§ Data
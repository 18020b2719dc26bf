//! # Jitter for restart delays.
//!
//! - [`JitterPolicy::None`] exact delay
//! - [`JitterPolicy::Full`] uniform in `[0, delay]`
//! - [`JitterPolicy::Equal`] `delay/2 + uniform[0, delay/2]`

use rand::Rng;
use std::time::Duration;

#[derive(Clone, Copy, Debug, PartialEq, Eq, Default)]
pub enum JitterPolicy {
    #[default]
    None,
    Full,
    Equal,
}

impl JitterPolicy {
    pub fn apply(&self, delay: Duration) -> Duration {
        let ms = delay.as_millis().min(u128::from(u64::MAX)) as u64;
        if ms == 0 {
            return delay;
        }
        let mut rng = rand::rng();
        match self {
            JitterPolicy::None => delay,
            JitterPolicy::Full => Duration::from_millis(rng.random_range(0..=ms)),
            JitterPolicy::Equal => {
                let half = ms / 2;
                Duration::from_millis(half + rng.random_range(0..=half))
            }
        }
    }
}
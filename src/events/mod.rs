//! Runtime events: data model and broadcast bus.
//!
//! - [`EventKind`], [`Event`] what happened, with optional metadata
//! - [`Bus`] thin wrapper over `tokio::sync::broadcast`
//!
//! Publishers: `ProcessManager`, `HeartbeatMonitor`, `ControlLoop`,
//! `ControllerRuntime`, `SubscriberSet` workers.
//! Consumer: the runtime's listener task, which fans out to subscribers.

mod bus;
mod event;

pub use bus::Bus;
pub use event::{Event, EventKind};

§ Brief
Could you copy out every line in the material above that contains the string "self"?

§ Result
    pub fn apply(&self, delay: Duration) -> Duration {
        match self {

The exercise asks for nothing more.